Hace casi dos siglos, en 1837, Hans Christian Andersen publicó una fábula titulada El nuevo traje del emperador. Cuenta la historia que un monarca que se preocupaba mucho por su vestuario un día oyó que un par de artesanos podían fabricarle la tela más suave que pudiera imaginar, pero, además, con la sugestiva propiedad de que era invisible para los tontos o incapaces. Una vez que le anunciaran que estaba terminado (y sin querer admitir que no veía nada), el rey se puso el inexistente atuendo confeccionado con la tela para participar en un desfile y se paseó delante de todos en ropa interior hasta que un chico exclamó: “¡Pero si el rey está desnudo!”.
Hoy la que se muestra al desnudo es la ciencia. Como nunca antes, un microorganismo que mide 800 veces menos que el diámetro de un pelo (una décima de micrón) y desató a fines del año pasado una pandemia que está poniendo en jaque sistemas sanitarios, sociedades y economías en todo el planeta, le arrebató los ropajes a la maquinaria de conocimiento que construyó el mundo tal como lo conocemos y expuso a los ojos de todos esos engranajes que combinan al mismo tiempo certezas e incertidumbre.
Paradójicamente, después de haber promovido entre el público la imagen rectora del médico y la idea de que la ciencia tiene respuesta para todo, este año los periodistas que trabajamos en estos temas nos vimos enfrentados con la tarea de mostrar ante los legos las bambalinas del trabajo científico, los avances y retrocesos, las pruebas y refutaciones, las controversias y el disenso que son el pan nuestro de cada día para especialistas avezados, pero pocas veces habían sido expuestos a quienes no frecuentan los laboratorios, ni participan de congresos dedicados a discutir los avances en medicina.
Así, nos encontramos descartando la conveniencia de usar barbijo y luego respaldando la necesidad imperiosa de no olvidarlo al salir de casa, o asegurando que el virus es demasiado grande para quedar flotando en aerosoles y después advirtiendo que podía mantenerse suspendido en el aire durante una a dos horas, por citar solo dos casos en los que tuvimos que volver sobre nuestros pasos y desmentir lo que algún tiempo antes habíamos asegurado. Por supuesto, así funciona la ciencia, sobre la mejor evidencia disponible, pero muchos no lo sabían… Los “giros copernicanos” antes se daban en el espacio de décadas, y hoy se suceden semana a semana.

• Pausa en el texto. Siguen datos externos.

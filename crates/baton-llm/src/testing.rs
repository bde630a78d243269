//! A scripted in-memory [`Model`] for tests and demos.
//!
//! Each call consumes the next scripted turn. Every request is recorded so
//! tests can assert on what the run loop sent.

use std::collections::VecDeque;
use std::sync::Arc;

use async_trait::async_trait;
use baton_core::{
    ComputerAction, ComputerCall, FunctionCall, ModelResponse, OutputItem, OutputMessage,
    ReasoningItem, Usage, ids,
};
use parking_lot::Mutex;

use crate::errors::{ModelError, ModelResult};
use crate::model::{Model, ModelEventStream, ModelRequest, ModelStreamEvent, RawResponseEvent};

/// Usage attached to every scripted response.
pub const SCRIPTED_USAGE: Usage = Usage {
    requests: 1,
    input_tokens: 10,
    output_tokens: 5,
    total_tokens: 15,
};

/// What one scripted call does.
#[derive(Debug)]
pub enum ScriptedTurn {
    /// Return these items.
    Respond(ModelResponse),
    /// Fail with this error.
    Fail(ModelError),
    /// Panic with this message.
    Panic(String),
    /// Never complete.
    Hang,
}

/// Model that replays a fixed script.
pub struct ScriptedModel {
    name: String,
    turns: Mutex<VecDeque<ScriptedTurn>>,
    requests: Mutex<Vec<ModelRequest>>,
}

impl ScriptedModel {
    /// An empty script.
    pub fn new() -> Self {
        Self::named("scripted")
    }

    /// An empty script with a model name.
    pub fn named(name: impl Into<String>) -> Self {
        Self {
            name: name.into(),
            turns: Mutex::new(VecDeque::new()),
            requests: Mutex::new(Vec::new()),
        }
    }

    /// Append a turn returning `output`.
    #[must_use]
    pub fn then_output(self, output: Vec<OutputItem>) -> Self {
        self.push_output(output);
        self
    }

    /// Append a turn returning a full response.
    #[must_use]
    pub fn then_response(self, response: ModelResponse) -> Self {
        self.turns.lock().push_back(ScriptedTurn::Respond(response));
        self
    }

    /// Append a failing turn.
    #[must_use]
    pub fn then_fail(self, error: ModelError) -> Self {
        self.turns.lock().push_back(ScriptedTurn::Fail(error));
        self
    }

    /// Append a panicking turn.
    #[must_use]
    pub fn then_panic(self, message: impl Into<String>) -> Self {
        self.turns.lock().push_back(ScriptedTurn::Panic(message.into()));
        self
    }

    /// Append a turn that never completes.
    #[must_use]
    pub fn then_hang(self) -> Self {
        self.turns.lock().push_back(ScriptedTurn::Hang);
        self
    }

    /// Append a turn returning `output` on an already shared model.
    pub fn push_output(&self, output: Vec<OutputItem>) {
        self.turns
            .lock()
            .push_back(ScriptedTurn::Respond(ModelResponse::new(output, SCRIPTED_USAGE)));
    }

    /// Wrap in an `Arc` for sharing with agents.
    pub fn shared(self) -> Arc<Self> {
        Arc::new(self)
    }

    /// Requests received so far.
    pub fn requests(&self) -> Vec<ModelRequest> {
        self.requests.lock().clone()
    }

    /// Number of calls received so far.
    pub fn call_count(&self) -> usize {
        self.requests.lock().len()
    }

    /// Scripted turns not yet consumed.
    pub fn remaining(&self) -> usize {
        self.turns.lock().len()
    }

    fn next_turn(&self, request: &ModelRequest) -> ScriptedTurn {
        self.requests.lock().push(request.clone());
        self.turns.lock().pop_front().unwrap_or_else(|| {
            ScriptedTurn::Fail(ModelError::other(format!(
                "scripted model {} has no turns left",
                self.name
            )))
        })
    }
}

impl Default for ScriptedModel {
    fn default() -> Self {
        Self::new()
    }
}

async fn play(turn: ScriptedTurn) -> ModelResult<ModelResponse> {
    match turn {
        ScriptedTurn::Respond(response) => Ok(response),
        ScriptedTurn::Fail(error) => Err(error),
        ScriptedTurn::Panic(message) => panic!("{message}"),
        ScriptedTurn::Hang => futures::future::pending().await,
    }
}

#[async_trait]
impl Model for ScriptedModel {
    fn name(&self) -> &str {
        &self.name
    }

    async fn get_response(&self, request: &ModelRequest) -> ModelResult<ModelResponse> {
        let turn = self.next_turn(request);
        play(turn).await
    }

    async fn stream_response(&self, request: &ModelRequest) -> ModelResult<ModelEventStream> {
        let turn = self.next_turn(request);
        let stream = async_stream::stream! {
            let response = match play(turn).await {
                Ok(response) => response,
                Err(error) => {
                    yield Err(error);
                    return;
                }
            };
            yield Ok(ModelStreamEvent::Raw(RawResponseEvent::Created {
                response_id: response.response_id.clone(),
            }));
            for item in &response.output {
                if let OutputItem::Message(message) = item {
                    for text in baton_core::ItemHelpers::text_message_output(message).split_inclusive(' ') {
                        yield Ok(ModelStreamEvent::Raw(RawResponseEvent::OutputTextDelta {
                            item_id: message.id.clone(),
                            delta: text.to_owned(),
                        }));
                    }
                }
                yield Ok(ModelStreamEvent::Raw(RawResponseEvent::OutputItemDone { item: item.clone() }));
            }
            yield Ok(ModelStreamEvent::Completed(response));
        };
        Ok(Box::pin(stream))
    }
}

// ─────────────────────────────────────────────────────────────────────────────
// Item builders
// ─────────────────────────────────────────────────────────────────────────────

/// An assistant text message.
pub fn text_message(text: impl Into<String>) -> OutputItem {
    OutputItem::Message(OutputMessage::text(ids::message_id(), text))
}

/// A function call with a fresh call id.
pub fn function_call(name: impl Into<String>, arguments: impl Into<String>) -> OutputItem {
    OutputItem::FunctionCall(FunctionCall {
        id: ids::generate_id("fc"),
        call_id: ids::call_id(),
        name: name.into(),
        arguments: arguments.into(),
    })
}

/// A function call with a fixed call id.
pub fn function_call_with_id(
    call_id: impl Into<String>,
    name: impl Into<String>,
    arguments: impl Into<String>,
) -> OutputItem {
    OutputItem::FunctionCall(FunctionCall {
        id: ids::generate_id("fc"),
        call_id: call_id.into(),
        name: name.into(),
        arguments: arguments.into(),
    })
}

/// A computer call without safety checks.
pub fn computer_call(action: ComputerAction) -> OutputItem {
    OutputItem::ComputerCall(ComputerCall {
        id: ids::generate_id("cu"),
        call_id: ids::call_id(),
        action,
        pending_safety_checks: Vec::new(),
    })
}

/// A reasoning summary.
pub fn reasoning(summary: impl Into<String>) -> OutputItem {
    OutputItem::Reasoning(ReasoningItem {
        id: ids::generate_id("rs"),
        summary: vec![summary.into()],
    })
}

Probablemente no haya información más difícil de transmitir que la falta de respuestas o las verdades provisorias. Si a esto le sumamos las divergencias en los criterios sobre cuáles son las medidas más efectivas para controlar la circulación del virus (restricciones vs. aperturas, testear a sintomáticos vs. asintomáticos, entre otras), los conflictos de interés, la desesperación y la circulación irrestricta de falsas verdades que tomó por asalto las redes sociales en las que un democrático anonimato puso en pie de igualdad a autoridades en sus campos de estudio con charlatanes (¡un grupo al que a veces, incluso, se sumaron científicos de renombre!), el desafío es mayúsculo.
Alguien dijo que la batalla de la pandemia se ganaba en el laboratorio. Me permito disentir: la pandemia no es un hecho meramente biológico, sino también sociológico, cultural, económico. Y en ese escenario, la comunicación y sus portavoces, tanto médicos como periodistas, tenemos un papel protagónico. Ojalá podamos cumplirlo a la altura de lo que exige el momento.